### Saved data entries
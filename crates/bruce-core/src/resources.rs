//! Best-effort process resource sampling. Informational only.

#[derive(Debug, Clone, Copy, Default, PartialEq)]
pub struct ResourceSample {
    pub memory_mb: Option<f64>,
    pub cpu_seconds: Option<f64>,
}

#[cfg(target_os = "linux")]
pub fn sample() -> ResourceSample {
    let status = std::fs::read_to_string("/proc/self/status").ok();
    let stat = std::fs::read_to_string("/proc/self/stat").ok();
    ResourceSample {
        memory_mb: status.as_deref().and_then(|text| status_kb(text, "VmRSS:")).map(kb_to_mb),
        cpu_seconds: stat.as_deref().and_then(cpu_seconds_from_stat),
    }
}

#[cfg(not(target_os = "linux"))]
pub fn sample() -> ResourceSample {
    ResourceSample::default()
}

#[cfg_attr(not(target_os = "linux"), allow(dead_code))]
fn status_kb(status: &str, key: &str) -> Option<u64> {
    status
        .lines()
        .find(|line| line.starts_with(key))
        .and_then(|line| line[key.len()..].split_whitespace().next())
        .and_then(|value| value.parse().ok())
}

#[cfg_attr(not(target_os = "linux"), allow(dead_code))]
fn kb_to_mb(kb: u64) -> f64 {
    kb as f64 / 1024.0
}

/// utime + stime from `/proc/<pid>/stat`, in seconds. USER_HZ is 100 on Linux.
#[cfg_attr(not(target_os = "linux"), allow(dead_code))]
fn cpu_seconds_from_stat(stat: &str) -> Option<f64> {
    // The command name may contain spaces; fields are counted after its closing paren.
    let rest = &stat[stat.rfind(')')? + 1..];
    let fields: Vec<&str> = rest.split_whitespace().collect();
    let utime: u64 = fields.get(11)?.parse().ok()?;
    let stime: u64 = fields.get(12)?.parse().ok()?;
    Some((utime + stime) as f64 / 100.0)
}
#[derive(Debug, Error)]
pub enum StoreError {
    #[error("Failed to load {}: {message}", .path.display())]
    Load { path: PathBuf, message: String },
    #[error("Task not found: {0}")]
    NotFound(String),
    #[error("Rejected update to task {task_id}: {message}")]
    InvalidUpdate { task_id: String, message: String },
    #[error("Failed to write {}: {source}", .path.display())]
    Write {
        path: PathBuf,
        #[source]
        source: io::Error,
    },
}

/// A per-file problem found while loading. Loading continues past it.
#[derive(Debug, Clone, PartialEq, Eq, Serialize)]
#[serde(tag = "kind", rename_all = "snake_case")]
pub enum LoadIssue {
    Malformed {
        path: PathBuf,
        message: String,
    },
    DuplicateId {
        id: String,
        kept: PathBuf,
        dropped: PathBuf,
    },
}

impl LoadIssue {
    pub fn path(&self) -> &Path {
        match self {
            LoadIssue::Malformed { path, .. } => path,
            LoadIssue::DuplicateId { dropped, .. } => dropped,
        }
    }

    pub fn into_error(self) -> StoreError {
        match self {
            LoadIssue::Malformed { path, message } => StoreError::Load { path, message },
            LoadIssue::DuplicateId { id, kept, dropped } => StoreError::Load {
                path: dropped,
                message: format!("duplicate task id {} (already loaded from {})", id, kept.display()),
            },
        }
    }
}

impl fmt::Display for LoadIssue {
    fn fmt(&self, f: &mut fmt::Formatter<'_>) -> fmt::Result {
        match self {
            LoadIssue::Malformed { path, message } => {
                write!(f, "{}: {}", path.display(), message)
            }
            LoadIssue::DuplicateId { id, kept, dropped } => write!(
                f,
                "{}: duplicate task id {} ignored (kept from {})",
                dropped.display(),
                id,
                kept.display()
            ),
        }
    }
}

...

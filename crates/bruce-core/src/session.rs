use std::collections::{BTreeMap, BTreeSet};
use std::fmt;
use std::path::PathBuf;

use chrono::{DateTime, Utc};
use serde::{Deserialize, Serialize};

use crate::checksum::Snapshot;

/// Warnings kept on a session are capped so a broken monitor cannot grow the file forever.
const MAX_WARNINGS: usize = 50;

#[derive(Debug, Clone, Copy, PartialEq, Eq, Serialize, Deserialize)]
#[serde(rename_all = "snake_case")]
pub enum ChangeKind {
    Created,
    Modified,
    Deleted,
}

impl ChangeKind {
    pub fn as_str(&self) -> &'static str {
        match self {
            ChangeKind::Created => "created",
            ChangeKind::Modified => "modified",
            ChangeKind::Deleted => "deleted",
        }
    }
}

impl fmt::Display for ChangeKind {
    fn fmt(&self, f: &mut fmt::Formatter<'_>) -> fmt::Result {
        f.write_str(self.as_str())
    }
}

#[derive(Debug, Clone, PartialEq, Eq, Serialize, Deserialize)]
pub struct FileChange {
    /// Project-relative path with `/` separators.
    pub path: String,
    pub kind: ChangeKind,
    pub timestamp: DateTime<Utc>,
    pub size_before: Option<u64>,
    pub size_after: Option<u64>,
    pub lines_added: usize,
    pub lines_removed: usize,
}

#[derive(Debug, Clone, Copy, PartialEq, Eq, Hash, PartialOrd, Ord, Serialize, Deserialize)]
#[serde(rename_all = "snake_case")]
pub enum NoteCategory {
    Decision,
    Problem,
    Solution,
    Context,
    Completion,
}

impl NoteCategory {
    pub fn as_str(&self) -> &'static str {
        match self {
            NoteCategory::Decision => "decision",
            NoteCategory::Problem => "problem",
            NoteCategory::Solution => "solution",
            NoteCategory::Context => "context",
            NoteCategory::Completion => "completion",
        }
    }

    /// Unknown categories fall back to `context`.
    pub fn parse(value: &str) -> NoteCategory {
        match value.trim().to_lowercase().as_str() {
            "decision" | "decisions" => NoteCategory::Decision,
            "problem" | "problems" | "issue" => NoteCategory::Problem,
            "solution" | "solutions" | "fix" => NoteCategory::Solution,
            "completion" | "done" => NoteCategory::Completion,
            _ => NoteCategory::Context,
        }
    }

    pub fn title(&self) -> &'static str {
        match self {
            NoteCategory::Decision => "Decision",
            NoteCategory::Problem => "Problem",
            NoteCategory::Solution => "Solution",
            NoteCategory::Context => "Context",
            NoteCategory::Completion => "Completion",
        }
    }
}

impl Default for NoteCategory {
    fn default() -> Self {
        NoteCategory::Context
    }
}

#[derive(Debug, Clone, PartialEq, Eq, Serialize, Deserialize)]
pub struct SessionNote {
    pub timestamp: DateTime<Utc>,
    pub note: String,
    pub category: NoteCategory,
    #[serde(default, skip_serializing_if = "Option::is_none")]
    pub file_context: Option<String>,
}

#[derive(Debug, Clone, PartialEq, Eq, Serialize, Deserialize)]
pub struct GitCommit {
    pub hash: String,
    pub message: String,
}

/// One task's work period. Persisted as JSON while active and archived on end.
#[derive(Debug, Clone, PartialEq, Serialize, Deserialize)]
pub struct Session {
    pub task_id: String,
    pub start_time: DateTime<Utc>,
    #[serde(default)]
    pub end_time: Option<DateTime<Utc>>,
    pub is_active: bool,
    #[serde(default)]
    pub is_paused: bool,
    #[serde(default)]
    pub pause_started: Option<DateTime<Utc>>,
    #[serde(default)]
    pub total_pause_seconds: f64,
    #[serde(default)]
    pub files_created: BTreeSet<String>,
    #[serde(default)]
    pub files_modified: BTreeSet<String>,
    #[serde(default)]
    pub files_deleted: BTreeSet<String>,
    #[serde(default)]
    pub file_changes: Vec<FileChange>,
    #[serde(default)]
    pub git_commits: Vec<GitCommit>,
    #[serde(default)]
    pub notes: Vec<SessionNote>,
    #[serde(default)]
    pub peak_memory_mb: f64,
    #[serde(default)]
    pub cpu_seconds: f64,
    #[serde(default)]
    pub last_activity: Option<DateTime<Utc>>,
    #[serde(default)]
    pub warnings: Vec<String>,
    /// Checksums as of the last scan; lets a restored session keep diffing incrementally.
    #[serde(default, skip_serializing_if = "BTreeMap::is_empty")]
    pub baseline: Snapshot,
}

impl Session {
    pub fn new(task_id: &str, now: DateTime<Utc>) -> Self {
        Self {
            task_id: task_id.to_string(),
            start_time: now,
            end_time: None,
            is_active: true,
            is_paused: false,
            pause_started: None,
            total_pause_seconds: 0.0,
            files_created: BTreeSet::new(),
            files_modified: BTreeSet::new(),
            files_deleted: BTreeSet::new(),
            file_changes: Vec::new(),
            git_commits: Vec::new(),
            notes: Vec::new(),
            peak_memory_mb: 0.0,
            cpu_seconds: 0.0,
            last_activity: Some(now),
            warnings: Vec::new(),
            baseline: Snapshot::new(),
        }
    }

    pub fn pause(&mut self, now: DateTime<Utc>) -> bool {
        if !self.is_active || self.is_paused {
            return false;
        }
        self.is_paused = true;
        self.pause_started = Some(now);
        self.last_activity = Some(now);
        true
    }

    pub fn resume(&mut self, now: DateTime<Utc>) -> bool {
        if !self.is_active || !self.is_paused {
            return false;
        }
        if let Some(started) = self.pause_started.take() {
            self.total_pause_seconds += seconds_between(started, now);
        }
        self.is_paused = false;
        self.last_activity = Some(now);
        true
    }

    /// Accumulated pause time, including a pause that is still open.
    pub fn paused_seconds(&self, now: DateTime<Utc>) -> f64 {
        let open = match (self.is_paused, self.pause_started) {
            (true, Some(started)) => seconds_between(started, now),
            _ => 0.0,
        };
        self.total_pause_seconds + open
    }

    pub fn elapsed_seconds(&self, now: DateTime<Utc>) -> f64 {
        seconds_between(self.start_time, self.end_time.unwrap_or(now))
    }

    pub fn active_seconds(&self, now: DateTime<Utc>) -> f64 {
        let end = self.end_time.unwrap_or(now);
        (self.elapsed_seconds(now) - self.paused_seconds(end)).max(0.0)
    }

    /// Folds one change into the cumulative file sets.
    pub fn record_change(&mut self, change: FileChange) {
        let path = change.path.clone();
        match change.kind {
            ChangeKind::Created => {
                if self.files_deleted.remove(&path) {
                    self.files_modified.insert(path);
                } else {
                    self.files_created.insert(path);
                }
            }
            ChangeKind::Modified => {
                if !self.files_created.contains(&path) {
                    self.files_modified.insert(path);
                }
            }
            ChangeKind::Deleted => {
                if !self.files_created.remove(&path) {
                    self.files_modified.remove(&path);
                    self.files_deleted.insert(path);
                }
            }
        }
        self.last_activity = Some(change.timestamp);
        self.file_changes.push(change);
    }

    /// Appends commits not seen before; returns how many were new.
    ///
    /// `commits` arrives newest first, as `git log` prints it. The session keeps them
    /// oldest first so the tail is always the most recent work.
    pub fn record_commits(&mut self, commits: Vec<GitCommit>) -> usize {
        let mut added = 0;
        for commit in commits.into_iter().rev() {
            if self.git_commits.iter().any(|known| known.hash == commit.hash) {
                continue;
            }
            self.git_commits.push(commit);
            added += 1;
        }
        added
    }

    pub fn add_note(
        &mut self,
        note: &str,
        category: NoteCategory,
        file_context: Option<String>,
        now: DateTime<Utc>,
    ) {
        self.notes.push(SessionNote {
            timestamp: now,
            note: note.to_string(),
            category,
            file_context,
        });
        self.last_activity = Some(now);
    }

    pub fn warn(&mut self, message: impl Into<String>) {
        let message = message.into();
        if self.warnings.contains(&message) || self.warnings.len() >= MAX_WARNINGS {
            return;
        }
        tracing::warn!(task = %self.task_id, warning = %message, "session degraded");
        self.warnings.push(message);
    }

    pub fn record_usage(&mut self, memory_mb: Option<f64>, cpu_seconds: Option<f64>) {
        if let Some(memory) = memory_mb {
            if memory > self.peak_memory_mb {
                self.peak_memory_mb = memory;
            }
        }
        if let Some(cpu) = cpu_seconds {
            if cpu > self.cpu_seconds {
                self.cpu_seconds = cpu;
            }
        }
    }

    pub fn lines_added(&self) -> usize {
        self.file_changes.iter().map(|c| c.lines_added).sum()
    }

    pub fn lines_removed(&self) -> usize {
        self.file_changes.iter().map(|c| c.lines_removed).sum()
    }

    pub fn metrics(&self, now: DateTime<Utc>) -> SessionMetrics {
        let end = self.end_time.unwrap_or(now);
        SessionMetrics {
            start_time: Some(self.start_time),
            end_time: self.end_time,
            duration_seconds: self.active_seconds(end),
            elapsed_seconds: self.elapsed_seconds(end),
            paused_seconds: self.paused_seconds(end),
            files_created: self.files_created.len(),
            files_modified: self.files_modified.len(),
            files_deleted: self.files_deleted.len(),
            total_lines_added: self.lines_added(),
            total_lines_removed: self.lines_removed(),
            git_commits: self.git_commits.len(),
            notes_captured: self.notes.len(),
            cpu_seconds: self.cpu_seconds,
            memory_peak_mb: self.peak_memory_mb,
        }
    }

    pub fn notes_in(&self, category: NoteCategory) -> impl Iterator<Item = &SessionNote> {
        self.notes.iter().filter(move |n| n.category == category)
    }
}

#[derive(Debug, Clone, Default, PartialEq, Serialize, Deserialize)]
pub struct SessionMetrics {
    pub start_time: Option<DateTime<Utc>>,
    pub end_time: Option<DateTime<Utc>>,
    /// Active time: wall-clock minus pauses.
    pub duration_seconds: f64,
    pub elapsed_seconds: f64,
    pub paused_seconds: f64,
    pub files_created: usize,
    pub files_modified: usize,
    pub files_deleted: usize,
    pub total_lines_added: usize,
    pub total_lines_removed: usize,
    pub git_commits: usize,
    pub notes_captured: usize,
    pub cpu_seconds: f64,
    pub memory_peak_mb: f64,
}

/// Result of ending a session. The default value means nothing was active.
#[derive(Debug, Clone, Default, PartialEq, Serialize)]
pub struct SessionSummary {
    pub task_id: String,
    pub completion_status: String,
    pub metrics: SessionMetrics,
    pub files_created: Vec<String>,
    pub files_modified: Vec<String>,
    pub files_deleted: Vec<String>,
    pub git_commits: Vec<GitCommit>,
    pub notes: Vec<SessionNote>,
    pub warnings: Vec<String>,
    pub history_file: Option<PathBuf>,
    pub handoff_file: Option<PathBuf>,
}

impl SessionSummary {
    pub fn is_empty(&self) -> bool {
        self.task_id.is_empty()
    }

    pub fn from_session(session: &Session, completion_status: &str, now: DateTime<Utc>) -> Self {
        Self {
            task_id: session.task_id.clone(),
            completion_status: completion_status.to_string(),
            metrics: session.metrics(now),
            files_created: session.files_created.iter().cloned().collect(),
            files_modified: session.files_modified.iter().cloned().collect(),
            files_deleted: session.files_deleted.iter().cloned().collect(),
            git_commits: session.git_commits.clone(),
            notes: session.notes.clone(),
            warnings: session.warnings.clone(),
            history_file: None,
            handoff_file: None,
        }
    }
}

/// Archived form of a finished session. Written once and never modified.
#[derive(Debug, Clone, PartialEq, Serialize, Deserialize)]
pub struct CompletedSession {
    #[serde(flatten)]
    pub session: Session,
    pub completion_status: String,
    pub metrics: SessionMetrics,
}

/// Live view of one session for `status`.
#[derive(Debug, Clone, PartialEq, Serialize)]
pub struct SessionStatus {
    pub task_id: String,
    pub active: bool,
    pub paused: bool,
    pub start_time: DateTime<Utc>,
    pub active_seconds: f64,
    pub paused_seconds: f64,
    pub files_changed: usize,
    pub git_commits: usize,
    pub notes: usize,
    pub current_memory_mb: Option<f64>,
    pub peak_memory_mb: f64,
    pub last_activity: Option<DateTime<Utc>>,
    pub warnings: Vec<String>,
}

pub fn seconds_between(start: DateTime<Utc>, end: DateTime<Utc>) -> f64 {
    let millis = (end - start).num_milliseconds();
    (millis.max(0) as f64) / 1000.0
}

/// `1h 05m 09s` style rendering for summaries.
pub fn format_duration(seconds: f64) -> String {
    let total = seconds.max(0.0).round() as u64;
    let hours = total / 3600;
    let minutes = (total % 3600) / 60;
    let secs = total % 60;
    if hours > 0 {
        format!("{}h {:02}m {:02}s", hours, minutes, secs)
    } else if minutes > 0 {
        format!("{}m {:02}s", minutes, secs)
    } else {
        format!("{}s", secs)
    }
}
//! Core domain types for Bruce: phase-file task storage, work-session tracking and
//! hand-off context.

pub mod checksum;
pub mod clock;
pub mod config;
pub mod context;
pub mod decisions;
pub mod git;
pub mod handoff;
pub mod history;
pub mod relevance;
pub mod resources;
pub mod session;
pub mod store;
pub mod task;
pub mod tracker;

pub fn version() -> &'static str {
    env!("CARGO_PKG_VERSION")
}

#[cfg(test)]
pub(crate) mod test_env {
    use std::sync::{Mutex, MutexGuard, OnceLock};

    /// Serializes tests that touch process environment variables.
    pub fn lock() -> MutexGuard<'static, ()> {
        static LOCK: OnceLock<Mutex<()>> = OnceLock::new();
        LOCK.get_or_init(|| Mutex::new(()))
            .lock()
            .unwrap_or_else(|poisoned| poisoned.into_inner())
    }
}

### YOUR ASSIGNMENT
Where a line of the records has the string "false", copy that line.

### ANSWER TO THE EXERCISE
            is_paused: false,
            return false;
            return false;
        self.is_paused = false;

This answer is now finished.